Look below for the line that has "self.charts.keys()". Set down the lines from there through the line that has "pub fn apply(&mut", exactly as written.

(TASK MATERIAL Opens)

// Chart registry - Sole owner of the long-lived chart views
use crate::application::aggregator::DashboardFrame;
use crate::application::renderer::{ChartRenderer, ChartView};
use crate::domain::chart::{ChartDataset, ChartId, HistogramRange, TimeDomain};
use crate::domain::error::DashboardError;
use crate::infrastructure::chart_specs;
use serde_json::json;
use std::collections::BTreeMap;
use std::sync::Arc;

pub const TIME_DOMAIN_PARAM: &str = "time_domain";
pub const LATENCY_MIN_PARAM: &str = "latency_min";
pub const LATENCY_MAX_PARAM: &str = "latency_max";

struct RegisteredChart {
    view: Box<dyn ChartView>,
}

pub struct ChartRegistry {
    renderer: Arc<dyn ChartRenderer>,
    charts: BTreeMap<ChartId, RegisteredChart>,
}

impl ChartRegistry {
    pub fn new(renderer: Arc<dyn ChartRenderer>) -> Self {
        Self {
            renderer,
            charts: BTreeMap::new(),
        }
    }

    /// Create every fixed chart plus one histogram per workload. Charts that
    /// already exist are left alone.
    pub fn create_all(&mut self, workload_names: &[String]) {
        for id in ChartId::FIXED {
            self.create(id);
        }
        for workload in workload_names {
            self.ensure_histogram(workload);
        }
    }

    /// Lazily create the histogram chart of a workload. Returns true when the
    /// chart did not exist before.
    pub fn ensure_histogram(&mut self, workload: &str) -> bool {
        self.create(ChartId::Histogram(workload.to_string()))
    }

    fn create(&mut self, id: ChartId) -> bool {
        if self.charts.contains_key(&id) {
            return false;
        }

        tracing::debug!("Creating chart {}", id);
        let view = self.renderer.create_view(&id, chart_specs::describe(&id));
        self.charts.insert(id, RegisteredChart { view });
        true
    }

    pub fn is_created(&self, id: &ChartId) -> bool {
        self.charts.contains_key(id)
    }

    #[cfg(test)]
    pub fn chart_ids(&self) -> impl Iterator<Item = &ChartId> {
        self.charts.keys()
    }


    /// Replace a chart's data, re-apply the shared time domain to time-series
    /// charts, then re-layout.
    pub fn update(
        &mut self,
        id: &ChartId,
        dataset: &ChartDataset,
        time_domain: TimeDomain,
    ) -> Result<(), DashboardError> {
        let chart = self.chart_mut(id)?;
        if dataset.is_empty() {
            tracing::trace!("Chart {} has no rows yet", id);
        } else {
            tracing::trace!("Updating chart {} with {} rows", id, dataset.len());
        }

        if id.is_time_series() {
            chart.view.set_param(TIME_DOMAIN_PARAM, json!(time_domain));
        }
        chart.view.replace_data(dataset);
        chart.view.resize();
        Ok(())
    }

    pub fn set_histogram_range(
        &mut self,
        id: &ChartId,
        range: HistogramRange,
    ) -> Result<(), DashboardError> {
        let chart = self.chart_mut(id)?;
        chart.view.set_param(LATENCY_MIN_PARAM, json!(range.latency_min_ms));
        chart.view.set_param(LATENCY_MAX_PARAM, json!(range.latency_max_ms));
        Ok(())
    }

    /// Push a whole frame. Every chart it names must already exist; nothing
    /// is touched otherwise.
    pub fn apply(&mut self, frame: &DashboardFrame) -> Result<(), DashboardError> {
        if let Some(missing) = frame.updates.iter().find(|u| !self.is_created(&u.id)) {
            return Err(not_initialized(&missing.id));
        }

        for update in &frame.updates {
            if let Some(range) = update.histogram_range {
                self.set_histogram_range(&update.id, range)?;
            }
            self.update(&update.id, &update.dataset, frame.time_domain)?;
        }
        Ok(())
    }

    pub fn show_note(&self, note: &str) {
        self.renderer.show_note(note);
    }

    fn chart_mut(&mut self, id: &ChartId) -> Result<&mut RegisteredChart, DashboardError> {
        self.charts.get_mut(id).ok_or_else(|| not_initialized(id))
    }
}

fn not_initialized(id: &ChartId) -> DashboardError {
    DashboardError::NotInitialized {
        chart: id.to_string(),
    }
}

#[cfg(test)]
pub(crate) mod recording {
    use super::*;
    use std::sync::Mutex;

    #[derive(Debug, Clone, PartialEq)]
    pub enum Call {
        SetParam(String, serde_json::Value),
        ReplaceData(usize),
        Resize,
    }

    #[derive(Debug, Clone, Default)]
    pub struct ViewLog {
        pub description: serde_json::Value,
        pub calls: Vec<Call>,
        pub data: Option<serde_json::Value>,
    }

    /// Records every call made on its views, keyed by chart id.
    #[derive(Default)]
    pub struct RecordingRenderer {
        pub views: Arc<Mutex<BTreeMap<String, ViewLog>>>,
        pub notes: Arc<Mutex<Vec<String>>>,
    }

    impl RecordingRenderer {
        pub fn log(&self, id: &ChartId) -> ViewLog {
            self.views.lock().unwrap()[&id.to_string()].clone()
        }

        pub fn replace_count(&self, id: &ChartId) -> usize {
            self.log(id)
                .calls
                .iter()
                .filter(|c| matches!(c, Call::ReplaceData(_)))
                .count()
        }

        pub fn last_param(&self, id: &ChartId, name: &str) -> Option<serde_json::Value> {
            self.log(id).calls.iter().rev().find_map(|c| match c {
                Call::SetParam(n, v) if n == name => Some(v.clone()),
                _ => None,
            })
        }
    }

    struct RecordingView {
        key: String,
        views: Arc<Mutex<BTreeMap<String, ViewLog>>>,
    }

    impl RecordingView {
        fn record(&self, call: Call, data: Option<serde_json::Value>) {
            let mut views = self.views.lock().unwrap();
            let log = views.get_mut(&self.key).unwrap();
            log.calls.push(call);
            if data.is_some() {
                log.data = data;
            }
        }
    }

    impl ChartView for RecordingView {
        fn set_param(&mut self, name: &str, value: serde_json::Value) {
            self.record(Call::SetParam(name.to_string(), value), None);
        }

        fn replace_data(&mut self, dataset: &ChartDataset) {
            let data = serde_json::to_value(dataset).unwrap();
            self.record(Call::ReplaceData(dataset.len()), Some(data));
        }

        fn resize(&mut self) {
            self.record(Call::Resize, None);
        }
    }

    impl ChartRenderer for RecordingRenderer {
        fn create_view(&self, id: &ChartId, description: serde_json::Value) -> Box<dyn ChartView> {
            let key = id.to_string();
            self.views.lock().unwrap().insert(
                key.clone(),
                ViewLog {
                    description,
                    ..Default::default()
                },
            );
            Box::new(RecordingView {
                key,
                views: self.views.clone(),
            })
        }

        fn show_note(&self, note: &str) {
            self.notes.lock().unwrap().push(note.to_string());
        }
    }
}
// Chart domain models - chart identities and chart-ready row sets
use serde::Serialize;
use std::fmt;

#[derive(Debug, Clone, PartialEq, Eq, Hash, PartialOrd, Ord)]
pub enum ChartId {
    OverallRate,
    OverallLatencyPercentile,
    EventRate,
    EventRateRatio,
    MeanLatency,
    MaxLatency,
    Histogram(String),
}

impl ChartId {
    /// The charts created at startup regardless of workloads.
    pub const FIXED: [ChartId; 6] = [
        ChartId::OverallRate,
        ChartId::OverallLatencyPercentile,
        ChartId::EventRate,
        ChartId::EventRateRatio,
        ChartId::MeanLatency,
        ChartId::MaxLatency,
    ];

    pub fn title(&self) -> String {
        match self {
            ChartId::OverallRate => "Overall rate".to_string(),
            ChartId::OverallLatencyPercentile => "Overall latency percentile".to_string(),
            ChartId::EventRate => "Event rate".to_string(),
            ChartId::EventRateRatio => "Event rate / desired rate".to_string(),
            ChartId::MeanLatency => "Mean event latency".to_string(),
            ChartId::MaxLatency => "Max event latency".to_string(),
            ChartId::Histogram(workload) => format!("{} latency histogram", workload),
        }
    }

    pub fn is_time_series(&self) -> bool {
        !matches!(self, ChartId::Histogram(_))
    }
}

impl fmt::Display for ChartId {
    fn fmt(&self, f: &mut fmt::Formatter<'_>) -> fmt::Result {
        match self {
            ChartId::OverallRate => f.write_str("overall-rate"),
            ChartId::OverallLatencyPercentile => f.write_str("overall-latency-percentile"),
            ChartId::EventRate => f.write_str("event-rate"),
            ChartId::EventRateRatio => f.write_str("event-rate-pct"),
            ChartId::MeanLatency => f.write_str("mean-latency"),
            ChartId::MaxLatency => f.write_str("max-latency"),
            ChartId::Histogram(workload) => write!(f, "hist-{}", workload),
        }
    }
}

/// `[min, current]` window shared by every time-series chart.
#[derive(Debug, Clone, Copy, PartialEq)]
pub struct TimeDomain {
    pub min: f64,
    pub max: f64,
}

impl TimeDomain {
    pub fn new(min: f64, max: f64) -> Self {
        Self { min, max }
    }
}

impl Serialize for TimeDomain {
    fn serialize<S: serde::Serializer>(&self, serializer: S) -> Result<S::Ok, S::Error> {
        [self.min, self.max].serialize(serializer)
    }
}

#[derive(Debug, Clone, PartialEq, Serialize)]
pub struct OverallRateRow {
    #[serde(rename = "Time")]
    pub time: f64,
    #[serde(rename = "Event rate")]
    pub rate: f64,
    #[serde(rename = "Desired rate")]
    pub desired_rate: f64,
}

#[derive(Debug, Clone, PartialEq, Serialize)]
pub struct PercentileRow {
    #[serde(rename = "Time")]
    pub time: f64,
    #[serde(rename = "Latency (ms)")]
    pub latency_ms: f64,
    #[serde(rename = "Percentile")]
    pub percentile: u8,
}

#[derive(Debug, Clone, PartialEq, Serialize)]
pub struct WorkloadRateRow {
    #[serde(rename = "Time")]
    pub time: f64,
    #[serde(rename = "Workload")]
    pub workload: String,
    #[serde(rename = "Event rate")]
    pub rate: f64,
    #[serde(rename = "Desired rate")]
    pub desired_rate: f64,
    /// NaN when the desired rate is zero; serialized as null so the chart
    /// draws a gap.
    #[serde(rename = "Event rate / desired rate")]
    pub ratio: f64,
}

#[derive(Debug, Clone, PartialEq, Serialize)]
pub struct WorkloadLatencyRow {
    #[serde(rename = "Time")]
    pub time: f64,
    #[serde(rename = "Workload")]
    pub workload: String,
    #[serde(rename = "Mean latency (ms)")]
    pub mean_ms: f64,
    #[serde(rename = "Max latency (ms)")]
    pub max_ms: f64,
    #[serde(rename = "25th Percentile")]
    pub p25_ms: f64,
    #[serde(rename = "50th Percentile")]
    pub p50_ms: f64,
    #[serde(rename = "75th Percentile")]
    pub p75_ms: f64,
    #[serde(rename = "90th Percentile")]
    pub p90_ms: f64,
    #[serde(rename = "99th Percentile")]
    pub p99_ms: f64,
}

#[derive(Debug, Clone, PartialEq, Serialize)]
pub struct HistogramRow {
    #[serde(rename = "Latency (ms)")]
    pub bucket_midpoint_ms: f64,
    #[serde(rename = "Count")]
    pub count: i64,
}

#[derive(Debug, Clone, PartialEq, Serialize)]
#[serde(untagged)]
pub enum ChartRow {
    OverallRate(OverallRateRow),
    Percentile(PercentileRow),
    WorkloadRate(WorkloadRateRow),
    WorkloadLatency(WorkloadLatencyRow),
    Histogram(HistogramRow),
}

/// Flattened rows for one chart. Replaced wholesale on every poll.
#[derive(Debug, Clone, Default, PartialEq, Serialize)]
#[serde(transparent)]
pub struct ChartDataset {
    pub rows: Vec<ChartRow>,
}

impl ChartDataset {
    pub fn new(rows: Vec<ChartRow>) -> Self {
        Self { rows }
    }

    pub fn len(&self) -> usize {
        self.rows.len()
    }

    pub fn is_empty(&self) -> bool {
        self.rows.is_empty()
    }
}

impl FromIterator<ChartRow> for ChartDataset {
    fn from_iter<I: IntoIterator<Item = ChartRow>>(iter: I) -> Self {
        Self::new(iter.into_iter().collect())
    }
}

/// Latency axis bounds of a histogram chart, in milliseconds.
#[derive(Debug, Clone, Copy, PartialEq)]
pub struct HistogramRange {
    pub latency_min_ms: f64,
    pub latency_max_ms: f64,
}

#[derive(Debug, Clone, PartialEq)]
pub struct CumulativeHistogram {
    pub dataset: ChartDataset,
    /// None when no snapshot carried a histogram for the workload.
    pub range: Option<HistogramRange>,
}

(TASK MATERIAL Closes)
(TASK MATERIAL Opens)

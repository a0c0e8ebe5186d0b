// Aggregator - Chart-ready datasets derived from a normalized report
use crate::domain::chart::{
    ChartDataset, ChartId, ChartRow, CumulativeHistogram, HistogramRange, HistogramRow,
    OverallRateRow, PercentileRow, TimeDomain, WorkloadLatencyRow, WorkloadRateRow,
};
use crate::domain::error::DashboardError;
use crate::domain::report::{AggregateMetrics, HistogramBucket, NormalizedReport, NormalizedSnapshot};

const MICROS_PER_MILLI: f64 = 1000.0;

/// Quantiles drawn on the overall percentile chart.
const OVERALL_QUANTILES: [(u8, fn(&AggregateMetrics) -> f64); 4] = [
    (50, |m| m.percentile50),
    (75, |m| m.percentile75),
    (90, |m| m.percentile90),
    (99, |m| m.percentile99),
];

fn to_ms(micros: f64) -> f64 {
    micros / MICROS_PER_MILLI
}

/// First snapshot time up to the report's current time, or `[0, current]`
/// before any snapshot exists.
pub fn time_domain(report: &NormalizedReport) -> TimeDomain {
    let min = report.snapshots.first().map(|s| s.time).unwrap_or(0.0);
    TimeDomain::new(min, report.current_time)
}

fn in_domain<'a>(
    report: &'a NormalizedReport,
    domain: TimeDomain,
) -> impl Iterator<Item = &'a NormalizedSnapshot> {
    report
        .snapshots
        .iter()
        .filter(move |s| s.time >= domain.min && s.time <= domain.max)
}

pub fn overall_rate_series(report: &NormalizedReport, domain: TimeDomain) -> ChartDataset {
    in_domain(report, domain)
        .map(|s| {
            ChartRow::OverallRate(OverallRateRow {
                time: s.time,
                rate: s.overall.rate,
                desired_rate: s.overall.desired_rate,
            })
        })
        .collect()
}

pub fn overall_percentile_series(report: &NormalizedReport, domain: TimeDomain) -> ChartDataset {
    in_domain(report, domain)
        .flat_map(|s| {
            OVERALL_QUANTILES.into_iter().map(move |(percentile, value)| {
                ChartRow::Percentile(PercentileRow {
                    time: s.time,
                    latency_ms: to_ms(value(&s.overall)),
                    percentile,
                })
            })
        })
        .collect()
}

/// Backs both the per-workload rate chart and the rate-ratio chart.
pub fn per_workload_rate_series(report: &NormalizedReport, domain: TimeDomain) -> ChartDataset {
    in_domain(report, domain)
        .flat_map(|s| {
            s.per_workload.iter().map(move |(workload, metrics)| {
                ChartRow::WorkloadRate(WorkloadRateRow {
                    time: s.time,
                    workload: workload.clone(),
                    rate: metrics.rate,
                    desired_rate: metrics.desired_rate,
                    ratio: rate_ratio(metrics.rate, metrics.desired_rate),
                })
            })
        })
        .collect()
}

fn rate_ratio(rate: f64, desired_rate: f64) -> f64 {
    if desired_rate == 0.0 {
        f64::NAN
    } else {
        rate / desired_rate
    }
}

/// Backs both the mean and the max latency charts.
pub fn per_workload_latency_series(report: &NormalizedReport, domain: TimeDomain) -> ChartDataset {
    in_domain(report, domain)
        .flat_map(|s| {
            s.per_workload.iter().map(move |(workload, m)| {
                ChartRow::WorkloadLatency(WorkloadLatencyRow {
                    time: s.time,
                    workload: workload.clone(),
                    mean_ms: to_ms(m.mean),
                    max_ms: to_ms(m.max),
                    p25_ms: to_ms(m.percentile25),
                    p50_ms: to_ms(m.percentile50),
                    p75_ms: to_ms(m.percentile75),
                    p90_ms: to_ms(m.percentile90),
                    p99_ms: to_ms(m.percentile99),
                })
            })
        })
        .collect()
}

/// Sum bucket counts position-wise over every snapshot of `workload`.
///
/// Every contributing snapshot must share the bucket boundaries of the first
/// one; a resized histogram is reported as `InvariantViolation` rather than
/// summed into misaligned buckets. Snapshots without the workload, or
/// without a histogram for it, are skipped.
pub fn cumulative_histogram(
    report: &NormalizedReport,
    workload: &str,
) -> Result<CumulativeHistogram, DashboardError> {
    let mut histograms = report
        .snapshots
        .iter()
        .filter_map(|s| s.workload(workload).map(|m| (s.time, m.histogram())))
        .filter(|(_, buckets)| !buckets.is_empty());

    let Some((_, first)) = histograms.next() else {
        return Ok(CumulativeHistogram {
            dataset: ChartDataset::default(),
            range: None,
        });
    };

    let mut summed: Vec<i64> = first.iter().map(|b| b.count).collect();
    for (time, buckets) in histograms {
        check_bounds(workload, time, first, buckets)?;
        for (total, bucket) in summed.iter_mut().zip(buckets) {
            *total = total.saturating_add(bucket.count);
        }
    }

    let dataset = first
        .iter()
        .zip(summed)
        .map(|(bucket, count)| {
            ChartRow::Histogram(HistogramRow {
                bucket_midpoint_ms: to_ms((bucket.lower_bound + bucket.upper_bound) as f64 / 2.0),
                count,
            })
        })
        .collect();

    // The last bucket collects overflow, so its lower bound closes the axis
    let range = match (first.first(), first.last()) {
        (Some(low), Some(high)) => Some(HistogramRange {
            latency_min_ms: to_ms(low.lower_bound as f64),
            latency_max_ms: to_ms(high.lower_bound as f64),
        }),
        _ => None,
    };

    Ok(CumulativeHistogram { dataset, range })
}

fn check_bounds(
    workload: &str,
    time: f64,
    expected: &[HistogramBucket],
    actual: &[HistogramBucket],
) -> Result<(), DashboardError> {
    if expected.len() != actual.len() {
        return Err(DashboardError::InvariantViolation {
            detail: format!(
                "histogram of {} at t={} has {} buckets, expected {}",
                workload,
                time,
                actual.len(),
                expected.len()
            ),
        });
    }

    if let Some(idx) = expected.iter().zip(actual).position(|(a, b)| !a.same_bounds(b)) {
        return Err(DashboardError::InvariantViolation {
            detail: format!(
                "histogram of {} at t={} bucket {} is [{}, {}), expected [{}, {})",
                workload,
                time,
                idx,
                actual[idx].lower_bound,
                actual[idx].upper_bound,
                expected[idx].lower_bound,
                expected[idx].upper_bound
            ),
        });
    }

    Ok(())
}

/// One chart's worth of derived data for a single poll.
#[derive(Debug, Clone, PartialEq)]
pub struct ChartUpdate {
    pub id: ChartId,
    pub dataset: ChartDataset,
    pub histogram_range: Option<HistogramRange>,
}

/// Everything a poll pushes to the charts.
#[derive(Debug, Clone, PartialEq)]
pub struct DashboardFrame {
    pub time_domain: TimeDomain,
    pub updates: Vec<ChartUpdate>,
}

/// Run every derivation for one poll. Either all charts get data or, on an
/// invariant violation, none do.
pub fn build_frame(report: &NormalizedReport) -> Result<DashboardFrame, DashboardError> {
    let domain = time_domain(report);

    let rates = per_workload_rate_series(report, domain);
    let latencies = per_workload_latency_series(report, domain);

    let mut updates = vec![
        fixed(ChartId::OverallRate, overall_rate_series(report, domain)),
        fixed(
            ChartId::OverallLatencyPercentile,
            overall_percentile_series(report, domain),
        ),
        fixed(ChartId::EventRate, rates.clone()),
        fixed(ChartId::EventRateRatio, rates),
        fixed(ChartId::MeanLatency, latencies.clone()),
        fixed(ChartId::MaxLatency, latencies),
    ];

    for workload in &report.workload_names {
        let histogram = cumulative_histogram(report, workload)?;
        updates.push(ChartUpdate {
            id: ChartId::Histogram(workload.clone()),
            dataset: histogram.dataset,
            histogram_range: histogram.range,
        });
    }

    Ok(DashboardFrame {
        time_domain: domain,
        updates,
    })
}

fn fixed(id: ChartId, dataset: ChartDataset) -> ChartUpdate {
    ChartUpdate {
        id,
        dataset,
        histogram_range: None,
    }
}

(TASK MATERIAL Closes)

▸ TASK OUTPUT:
        self.charts.keys()
    }


    /// Replace a chart's data, re-apply the shared time domain to time-series
    /// charts, then re-layout.
    pub fn update(
        &mut self,
        id: &ChartId,
        dataset: &ChartDataset,
        time_domain: TimeDomain,
    ) -> Result<(), DashboardError> {
        let chart = self.chart_mut(id)?;
        if dataset.is_empty() {
            tracing::trace!("Chart {} has no rows yet", id);
        } else {
            tracing::trace!("Updating chart {} with {} rows", id, dataset.len());
        }

        if id.is_time_series() {
            chart.view.set_param(TIME_DOMAIN_PARAM, json!(time_domain));
        }
        chart.view.replace_data(dataset);
        chart.view.resize();
        Ok(())
    }

    pub fn set_histogram_range(
        &mut self,
        id: &ChartId,
        range: HistogramRange,
    ) -> Result<(), DashboardError> {
        let chart = self.chart_mut(id)?;
        chart.view.set_param(LATENCY_MIN_PARAM, json!(range.latency_min_ms));
        chart.view.set_param(LATENCY_MAX_PARAM, json!(range.latency_max_ms));
        Ok(())
    }

    /// Push a whole frame. Every chart it names must already exist; nothing
    /// is touched otherwise.
    pub fn apply(&mut self, frame: &DashboardFrame) -> Result<(), DashboardError> {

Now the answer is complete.